Opening positions in the forex market are usually the easy part. How long positions should be left open is the one million dollar question. Whenever a position keeps rising in value, traders often think earnings will never stop.
Likewise, when a reversal happens, pride and ego present the urge to keep the positions opened rather than locking in profits. Similarly, whenever losses are piling up, there is always the urge to keep the positions open in the hope that the market will reverse and clear the losses.
In general, there is no thumb rule for how long a position should be left opened. Instead, it all comes down to many factors, key among them being the type of strategy in play. The forex market is synonymous with an array of strategies that traders rely on to open and close positions. Likewise, it is the type of strategy in play that determines a great deal whether to keep a position open or close it down.
Factors That Determine Open Positions Duration
Some factors determine a great deal for how long a position should be left open. Top on the list is what the trader wants to achieve with the position. Goals define the kind of trader one is and the type of strategy likely to come into play.
If the ultimate goal is to achieve 700 pips, a trader is likely to hold on to a position for more than one day until the order gets filled. Likewise, if the goal is to achieve 30 pips while trading volatile security, then a position could be left to run for a few hours and closed before the end of the day.
If your goal is to take as many trades as possible on a single day, then focus will be on the lower time frames whereby trades are opened and closed whenever a given objective is met, or conditions change drastically.
How Long To Hold Trades: Trading Profiles
Scalping is a popular trading strategy whereby traders rely on short term time frames to enter and exit positions in the market. With this strategy, traders look to take advantage of small, quick price movements.
Likewise, scalpers open and close positions within a few minutes. In this case, trades are never left to run for hours, given the erratic price movements in the forex markets. Regardless of what happens, trades are never left to run for more than 30 minutes.
By opening and closing trades within minutes, scalpers are able to execute dozens of trades in a day.
Intra-day trading is another popular short term trading strategy. Unlike scalping, intra-day traders open positions early in the morning and leave them to run throughout the day. Opened positions are closed as soon as a trader goes to sleep and never leaves to run overnight.
With Intra-day, the idea is to open positions and close them by the end of the day. Intraday trading insulates traders from news and price movements that might take place while one is sleeping. The strategy sees traders rely on 30-minutes to four-hour charts to make trading decisions.
Swing trading is a trading strategy whereby traders seek to profit from dramatic price swings. Traders don’t expect to profit from imminent price movement, as is the case with scalping or intra-day. Swing traders execute trades relying on hourly or weekly charts.
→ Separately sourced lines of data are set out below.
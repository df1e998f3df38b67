//! Ear-clipping triangulation of simple polygons.
//!
//! Unlike a whole-plane Delaunay pass, ear clipping only ever emits triangles
//! inside the ring, so concave footprints keep their notches.

use nalgebra::Point2;
use tracing::debug;

use crate::error::{ExtrudeError, ExtrudeResult, check_tolerance};
use crate::polygon::{Polygon, signed_area};

/// Triangles covering a polygon's interior.
#[derive(Debug, Clone, Default, PartialEq)]
pub struct Triangulation {
    /// Triangle corners, counter-clockwise when viewed from +Z.
    pub triangles: Vec<[Point2<f64>; 3]>,
    /// Zero-area ears that were dropped instead of emitted.
    pub skipped: usize,
}

impl Triangulation {
    /// Sum of triangle areas.
    #[must_use]
    pub fn area(&self) -> f64 {
        self.triangles
            .iter()
            .map(|&[a, b, c]| cross(a, b, c).abs() * 0.5)
            .sum()
    }
}

/// Triangulate a single polygon.
///
/// Consecutive points closer than `tolerance` are merged, the ring is
/// reoriented counter-clockwise, and ears whose height falls below
/// `tolerance` are dropped and counted in [`Triangulation::skipped`].
///
/// # Errors
///
/// - [`ExtrudeError::InvalidTolerance`] if `tolerance` is NaN, infinite or
///   negative
/// - [`ExtrudeError::TooFewPoints`] if fewer than 3 points survive merging
/// - [`ExtrudeError::SelfIntersecting`] if no ear can be found
///
/// # Example
///
/// ```
/// use mesh_extrude::{Polygon, triangulate_polygon};
///
/// // L-shape: a convex-hull triangulation would cover the notch.
/// let l_shape = Polygon::from_coords(&[
///     [0.0, 0.0], [2.0, 0.0], [2.0, 1.0], [1.0, 1.0], [1.0, 2.0], [0.0, 2.0],
/// ]);
///
/// let tri = triangulate_polygon(&l_shape, 1e-9).unwrap();
/// assert_eq!(tri.triangles.len(), 4);
/// assert!((tri.area() - 3.0).abs() < 1e-12);
/// ```
pub fn triangulate_polygon(polygon: &Polygon, tolerance: f64) -> ExtrudeResult<Triangulation> {
    check_tolerance(tolerance)?;
    ear_clip(polygon.open_ring(), 0, tolerance)
}

pub(crate) fn ear_clip(
    ring: &[Point2<f64>],
    part: usize,
    tolerance: f64,
) -> ExtrudeResult<Triangulation> {
    let mut pts = merge_close_points(ring, tolerance);
    if pts.len() < 3 {
        return Err(ExtrudeError::TooFewPoints {
            part,
            min: 3,
            actual: pts.len(),
        });
    }
    if signed_area(&pts) < 0.0 {
        pts.reverse();
    }

    let mut remaining: Vec<usize> = (0..pts.len()).collect();
    let mut out = Triangulation {
        triangles: Vec::with_capacity(pts.len() - 2),
        skipped: 0,
    };

    let mut cursor = 0;
    let mut misses = 0;
    while remaining.len() > 3 {
        let m = remaining.len();
        if misses >= m {
            return Err(ExtrudeError::SelfIntersecting { part, remaining: m });
        }

        let i = cursor % m;
        let prev = remaining[(i + m - 1) % m];
        let curr = remaining[i];
        let next = remaining[(i + 1) % m];
        let (a, b, c) = (pts[prev], pts[curr], pts[next]);

        if is_degenerate(a, b, c, tolerance) {
            out.skipped += 1;
        } else if cross(a, b, c) > 0.0
            && !contains_other(&pts, &remaining, [prev, curr, next], tolerance)
        {
            out.triangles.push([a, b, c]);
        } else {
            cursor = i + 1;
            misses += 1;
            continue;
        }

        remaining.remove(i);
        cursor = i;
        misses = 0;
    }

    let (a, b, c) = (pts[remaining[0]], pts[remaining[1]], pts[remaining[2]]);
    if is_degenerate(a, b, c, tolerance) {
        out.skipped += 1;
    } else {
        out.triangles.push([a, b, c]);
    }

    if out.skipped > 0 {
        debug!(part, skipped = out.skipped, "dropped degenerate ears");
    }
    Ok(out)
}

/// Drop consecutive points (including across the wrap) closer than `tolerance`.
fn merge_close_points(ring: &[Point2<f64>], tolerance: f64) -> Vec<Point2<f64>> {
    let mut pts: Vec<Point2<f64>> = Vec::with_capacity(ring.len());
    for &p in ring {
        if pts.last().is_none_or(|&q| (p - q).norm() > tolerance) {
            pts.push(p);
        }
    }
    while let [first, .., last] = pts.as_slice() {
        if (*first - *last).norm() > tolerance {
            break;
        }
        pts.pop();
    }
    pts
}

/// Twice the signed area of `abc`; positive when counter-clockwise.
fn cross(a: Point2<f64>, b: Point2<f64>, c: Point2<f64>) -> f64 {
    (b.x - a.x) * (c.y - a.y) - (c.x - a.x) * (b.y - a.y)
}

/// A triangle is degenerate when its height over the longest side is below
/// `tolerance`.
fn is_degenerate(a: Point2<f64>, b: Point2<f64>, c: Point2<f64>, tolerance: f64) -> bool {
    let longest = (b - a).norm().max((c - b).norm()).max((a - c).norm());
    longest <= tolerance || cross(a, b, c).abs() <= tolerance * longest
}

/// Whether any remaining vertex other than the ear's corners lies in the ear.
///
/// Vertices coincident with a corner are ignored so rings that touch
/// themselves at a point can still be clipped.
fn contains_other(
    pts: &[Point2<f64>],
    remaining: &[usize],
    ear: [usize; 3],
    tolerance: f64,
) -> bool {
    let [a, b, c] = ear.map(|i| pts[i]);
    remaining
        .iter()
        .copied()
        .filter(|idx| !ear.contains(idx))
        .any(|idx| {
            let p = pts[idx];
            let coincident = [a, b, c].iter().any(|&q| (p - q).norm() <= tolerance);
            !coincident && point_in_triangle(p, a, b, c)
        })
}

/// Inclusive point-in-triangle test by edge signs.
fn point_in_triangle(p: Point2<f64>, a: Point2<f64>, b: Point2<f64>, c: Point2<f64>) -> bool {
    let d1 = cross(a, b, p);
    let d2 = cross(b, c, p);
    let d3 = cross(c, a, p);

    let has_neg = d1 < 0.0 || d2 < 0.0 || d3 < 0.0;
    let has_pos = d1 > 0.0 || d2 > 0.0 || d3 > 0.0;

    !(has_neg && has_pos)
}

#[cfg(test)]
mod tests {
    use super::*;
    use approx::assert_relative_eq;

    const TOL: f64 = 1e-9;

    fn ring(coords: &[[f64; 2]]) -> Vec<Point2<f64>> {
        coords.iter().map(|&[x, y]| Point2::new(x, y)).collect()
    }

    fn all_ccw(tri: &Triangulation) -> bool {
        tri.triangles.iter().all(|&[a, b, c]| cross(a, b, c) > 0.0)
    }

    #[test]
    fn triangle_passes_through() {
        let tri = ear_clip(&ring(&[[0.0, 0.0], [1.0, 0.0], [0.0, 1.0]]), 0, TOL).unwrap();
        assert_eq!(tri.triangles.len(), 1);
        assert_eq!(tri.skipped, 0);
        assert_relative_eq!(tri.area(), 0.5);
    }

    #[test]
    fn square_gives_two_triangles() {
        let square = ring(&[[0.0, 0.0], [1.0, 0.0], [1.0, 1.0], [0.0, 1.0]]);
        let tri = ear_clip(&square, 0, TOL).unwrap();
        assert_eq!(tri.triangles.len(), 2);
        assert_relative_eq!(tri.area(), 1.0);
        assert!(all_ccw(&tri));
    }

    #[test]
    fn clockwise_ring_is_reoriented() {
        let clockwise = ring(&[[0.0, 0.0], [0.0, 1.0], [1.0, 1.0], [1.0, 0.0]]);
        let tri = ear_clip(&clockwise, 0, TOL).unwrap();
        assert_relative_eq!(tri.area(), 1.0);
        assert!(all_ccw(&tri));
    }

    #[test]
    fn concave_notch_stays_empty() {
        // U-shape opening upward; the notch is the square [1,2]x[1,3].
        let u = ring(&[
            [0.0, 0.0],
            [3.0, 0.0],
            [3.0, 3.0],
            [2.0, 3.0],
            [2.0, 1.0],
            [1.0, 1.0],
            [1.0, 3.0],
            [0.0, 3.0],
        ]);
        let tri = ear_clip(&u, 0, TOL).unwrap();
        assert_eq!(tri.triangles.len(), 6);
        assert_relative_eq!(tri.area(), 7.0, epsilon = 1e-12);

        let notch = Point2::new(1.5, 2.0);
        assert!(
            tri.triangles
                .iter()
                .all(|&[a, b, c]| !point_in_triangle(notch, a, b, c))
        );
    }

    #[test]
    fn collinear_vertex_is_skipped() {
        // Midpoint on the bottom edge adds no area.
        let tri = ear_clip(
            &ring(&[[0.0, 0.0], [1.0, 0.0], [2.0, 0.0], [2.0, 2.0], [0.0, 2.0]]),
            0,
            TOL,
        )
        .unwrap();
        assert_relative_eq!(tri.area(), 4.0);
        assert_eq!(tri.triangles.len() + tri.skipped, 3);
    }

    #[test]
    fn all_collinear_yields_nothing() {
        let tri = ear_clip(&ring(&[[0.0, 0.0], [1.0, 0.0], [2.0, 0.0]]), 0, TOL).unwrap();
        assert!(tri.triangles.is_empty());
        assert_eq!(tri.skipped, 1);
    }

    #[test]
    fn duplicate_points_are_merged() {
        let tri = ear_clip(
            &ring(&[[0.0, 0.0], [0.0, 0.0], [1.0, 0.0], [1.0, 1.0], [1.0, 1.0], [0.0, 0.0]]),
            0,
            TOL,
        )
        .unwrap();
        assert_eq!(tri.triangles.len(), 1);
        assert_relative_eq!(tri.area(), 0.5);
    }

    #[test]
    fn too_few_points_after_merge() {
        let err = ear_clip(&ring(&[[0.0, 0.0], [1.0, 1.0], [1.0, 1.0]]), 3, TOL).unwrap_err();
        assert_eq!(
            err,
            ExtrudeError::TooFewPoints {
                part: 3,
                min: 3,
                actual: 2
            }
        );
    }

    #[test]
    fn self_intersecting_ring_stalls() {
        let tangled = ring(&[[4.0, 1.0], [4.0, 4.0], [1.0, 3.0], [0.0, 3.0], [2.0, 4.0]]);
        assert_eq!(
            ear_clip(&tangled, 2, TOL),
            Err(ExtrudeError::SelfIntersecting {
                part: 2,
                remaining: 4
            })
        );
    }

    #[test]
    fn public_entry_uses_open_ring() {
        let square =
            Polygon::from_coords(&[[0.0, 0.0], [4.0, 0.0], [4.0, 4.0], [0.0, 4.0], [0.0, 0.0]]);
        let tri = triangulate_polygon(&square, TOL).unwrap();
        assert_eq!(tri.triangles.len(), 2);
        assert_relative_eq!(tri.area(), 16.0);
    }

    #[test]
    fn public_entry_rejects_nan_tolerance() {
        let square = Polygon::from_coords(&[[0.0, 0.0], [4.0, 0.0], [4.0, 4.0], [0.0, 4.0]]);
        assert!(matches!(
            triangulate_polygon(&square, f64::NAN),
            Err(ExtrudeError::InvalidTolerance(t)) if t.is_nan()
        ));
    }
}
With swing trading, positions can be left open for days or even weeks until a price swing occurs, triggering a profit target or a stop-loss order. In this case, positions are left open until price makes a decisive move in either direction.
Long term Trading
Long term trading shares attributes akin to investing. Traders deploying this strategy are never concerned with short-term price fluctuations. In this case, positions are opened and left to run for weeks, months, or even years.
Long term traders operate on huge timelines on which trading decisions are based. Trading positions are only closed whenever technical indicators and trading strategies no longer justify the need to keep a position open.
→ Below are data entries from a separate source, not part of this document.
//! Workspace-wide quality checks.

use std::path::PathBuf;

use anyhow::{Context, Result};
use owo_colors::OwoColorize;
use xshell::{Shell, cmd};

/// A named check and the function that runs it.
type Step = (&'static str, fn(&Shell) -> Result<()>);

const STEPS: [Step; 5] = [
    ("Formatting", run_fmt_check),
    ("Clippy", run_clippy),
    ("Tests", run_tests),
    ("Documentation", run_doc_check),
    ("Safety", run_safety_scan),
];

/// Run all checks. Outside CI mode failures are reported but not fatal.
pub fn run(ci_mode: bool) -> Result<()> {
    let sh = Shell::new()?;

    println!();
    println!("{}", "mesh-extrude Quality Check".bold());
    println!("{}", "==========================".bold());
    println!();

    let mut all_passed = true;
    for (name, step) in STEPS {
        println!("{}", format!("{name}...").dimmed());
        let result = step(&sh);
        report_result(name, &result);
        all_passed &= result.is_ok();
    }

    println!();

    if all_passed {
        println!("{}", "✓ All checks passed!".green().bold());
        Ok(())
    } else if ci_mode {
        println!("{}", "✗ Some checks failed.".red().bold());
        std::process::exit(1);
    } else {
        println!("{}", "⚠ Some checks failed. Fix before committing.".yellow());
        Ok(())
    }
}

/// Run the full CI suite, collecting every failure before exiting.
pub fn run_ci() -> Result<()> {
    let sh = Shell::new()?;

    println!();
    println!("{}", "mesh-extrude CI Suite".bold());
    println!("{}", "=====================".bold());
    println!();

    let mut failures = Vec::new();
    for (i, (name, step)) in STEPS.iter().enumerate() {
        println!("{}", format!("Step {}/{}: {name}...", i + 1, STEPS.len()).cyan());
        if let Err(e) = step(&sh) {
            failures.push(format!("{name}: {e}"));
            println!("  {} {name} failed", "✗".red());
        } else {
            println!("  {} {name} OK", "✓".green());
        }
    }

    println!();

    if failures.is_empty() {
        println!("{}", "  ✓ CI PASSED".green().bold());
        Ok(())
    } else {
        println!("{}", "  ✗ CI FAILED".red().bold());
        println!();
        println!("Failures:");
        for f in &failures {
            println!("  - {}", f.red());
        }
        std::process::exit(1);
    }
}

fn report_result(name: &str, result: &Result<()>) {
    match result {
        Ok(()) => println!("  {} {}", "✓".green(), name),
        Err(e) => println!("  {} {} - {}", "✗".red(), name, e),
    }
}

fn run_fmt_check(sh: &Shell) -> Result<()> {
    cmd!(sh, "cargo fmt --all -- --check")
        .run()
        .context("Formatting check failed")?;
    Ok(())
}

fn run_clippy(sh: &Shell) -> Result<()> {
    cmd!(sh, "cargo clippy --all-targets --all-features -- -D warnings")
        .run()
        .context("Clippy check failed")?;
    Ok(())
}

fn run_tests(sh: &Shell) -> Result<()> {
    cmd!(sh, "cargo test --all-features")
        .run()
        .context("Tests failed")?;
    Ok(())
}

fn run_doc_check(sh: &Shell) -> Result<()> {
    cmd!(sh, "cargo doc --no-deps --all-features")
        .env("RUSTDOCFLAGS", "-D warnings")
        .run()
        .context("Documentation build failed")?;
    Ok(())
}

/// Flag `unwrap`/`expect` calls in library sources.
///
/// Only code above a file's `#[cfg(test)]` module counts; doc comments and
/// `unwrap_or*` variants are ignored.
fn run_safety_scan(sh: &Shell) -> Result<()> {
    let files = library_sources(sh)?;
    if files.is_empty() {
        anyhow::bail!("No library sources found under mesh/*/src");
    }

    let mut violations = Vec::new();
    for path in &files {
        let source = sh
            .read_file(path)
            .with_context(|| format!("reading {}", path.display()))?;
        for (line_no, line) in library_lines(&source) {
            if line.contains(".unwrap()") || line.contains(".expect(") {
                violations.push(format!("{}:{line_no}", path.display()));
            }
        }
    }

    if !violations.is_empty() {
        anyhow::bail!(
            "Found {} unwrap/expect calls in library code: {}",
            violations.len(),
            violations.join(", ")
        );
    }

    Ok(())
}

/// Every `.rs` file in `mesh/<crate>/src`, sorted.
fn library_sources(sh: &Shell) -> Result<Vec<PathBuf>> {
    let mut files = Vec::new();
    for crate_dir in sh.read_dir("mesh").context("listing mesh/")? {
        let src = crate_dir.join("src");
        if !src.is_dir() {
            continue;
        }
        for path in sh.read_dir(&src).with_context(|| format!("listing {}", src.display()))? {
            if path.extension().is_some_and(|ext| ext == "rs") {
                files.push(path);
            }
        }
    }
    files.sort();
    Ok(files)
}

/// Non-comment lines before the test module, numbered from 1.
fn library_lines(source: &str) -> impl Iterator<Item = (usize, &str)> {
    source
        .lines()
        .enumerate()
        .take_while(|(_, line)| !line.trim_start().starts_with("#[cfg(test)]"))
        .filter(|(_, line)| !line.trim_start().starts_with("//"))
        .map(|(i, line)| (i + 1, line))
}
How to Hold a Winning Trade
A trading strategy is of utmost importance if one is to succeed in the forex market. A trading strategy dictates entry and exit points, therefore an ideal tool for determining how long a trade should be left to run.
Any trading strategy should have clear cut rules that determine when positions are triggered and when they are closed. An exit strategy tells one when to exit a position as it includes a stop loss or a profit target.
A stop loss level is designed to close a position as soon as the market changes direction. The order is designed to keep losses minimal, acting as an ideal exit strategy. On the other hand, the profit target closes a position as soon as a trade moves in favor and accrues a substantial amount of profits based on goals.
A trailing stop loss can act as an ideal exit strategy in the market given that trailing profits allow a position to remain opened as long as a trade is in favor. The stop loss only closes a position when the market reverses and moves against per the set levels.
There is no clear cut rule on how long a position should be left open in the forex market. The opening and closing of positions depend on the trading strategy in play. When it comes to capital efficiency, it is essential not to keep positions open for longer than strictly necessary. The longer a trade is left open, the more it is exposed to risk.
It is also important to note that some positions opened in the forex market do incur commission or fees. The longer they are left open, the more the fees they are likely to pile in, burning the capital faster in case of a significant loss.
How long a position is left open in the forex market depends on the trader’s goals and margin. In addition to margin controls that close positions automatically, its traders who have the power to determine how long positions should be left open.